Later that night, the Jefferson County Sheriff’s Department and the Birmingham police deputized 250 white men for what became the largest manhunt in Jefferson County. Dozens of black men were arrested and detained as far away as Chicago. Weeks later, Nell Williams identified Willie Peterson as the assailant. With the exception of being black, Peterson bore little resemblance to the description Nell had given the police. Peterson was convicted of murder and sentenced to die in the electric chair.
I first heard this Shades Mountain story from my father who was a teenager living in the prosperous suburb of Mountain Brook when the murders occurred. These events proved to be a momentous turning point in my father’s young life, awakening him to the gross injustice that black people suffered in Jim Crow Birmingham. For many years, I retold the Shades Mountain story just as it was handed down to me. It was one way of accounting for the legacy of antiracist activism I inherited from my father. I have always known that my work as an antiracist educator was seeded by the stories my father told and the life he modeled for me. He became a pastor, but the work of dismantling racism was his deepest calling.
Two years after my father’s death in 2006, I read An Enduring Ministry, a biography of my father’s pastor and mentor, Henry Morris Edmonds, written by Marvin Whiting, former head archivist at the Birmingham Public Library. When I came upon six pages of single-spaced narrative in a footnote, all of it pertaining to the Willie Peterson case, I felt a rush of adrenaline akin to what archaeologists must feel when they unearth the precious remnants of an ancient city. Here in print were details of the incident that rocked Birmingham and proved to be so formative in my father’s young life. Whiting stated that he initially intended to include a detailed account of “this largely ignored event in Birmingham history” in the main text, but space and balance had prevented it.
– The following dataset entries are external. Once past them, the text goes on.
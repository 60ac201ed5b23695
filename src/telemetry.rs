use tracing_subscriber::EnvFilter;

/// Install the global tracing subscriber. `RUST_LOG` wins over `default_filter`.
pub fn init_tracing(default_filter: &str) {
    let filter = EnvFilter::try_from_default_env()
        .unwrap_or_else(|_| EnvFilter::new(default_filter));
    let _ = tracing_subscriber::fmt()
        .with_env_filter(filter)
        .with_target(true)
        .compact()
        .try_init();
}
Curious as to why a case of this magnitude had been largely ignored, I launched an online search for other books and articles about the Willie Peterson case. I was surprised at how little I found, in contrast to the preponderance of literature about the Scottsboro trials. More significant still, these sources revealed aspects of the Shades Mountain story that my father had not told us. He never mentioned that white vigilantes bombed black-owned businesses and fired shots at a group of black people who stood peacefully talking on a Birmingham street corner. My father did not tell us that the national NAACP and the Communist Party launched campaigns in defense of Willie Peterson. Nor did he mention that Willie Peterson’s neighbors stepped forward to testify on his behalf despite threats that their homes would be burned to the ground.
I doubt that my father forgot those parts of the story or chose to keep them from us. I suspect he never knew those things as a teenager living in his insular white enclave of Mountain Brook. Discovering these gaping holes in my father’s story, I became intensely curious about what else I might unearth were I to undertake a serious and sustained study of this case. In November 2010, I made my first field trip to Birmingham, compelled to learn more about the Williams/Wood murders and the organizations that sought to free Willie Peterson. I was driven as much by what my father did not tell me as by what he did.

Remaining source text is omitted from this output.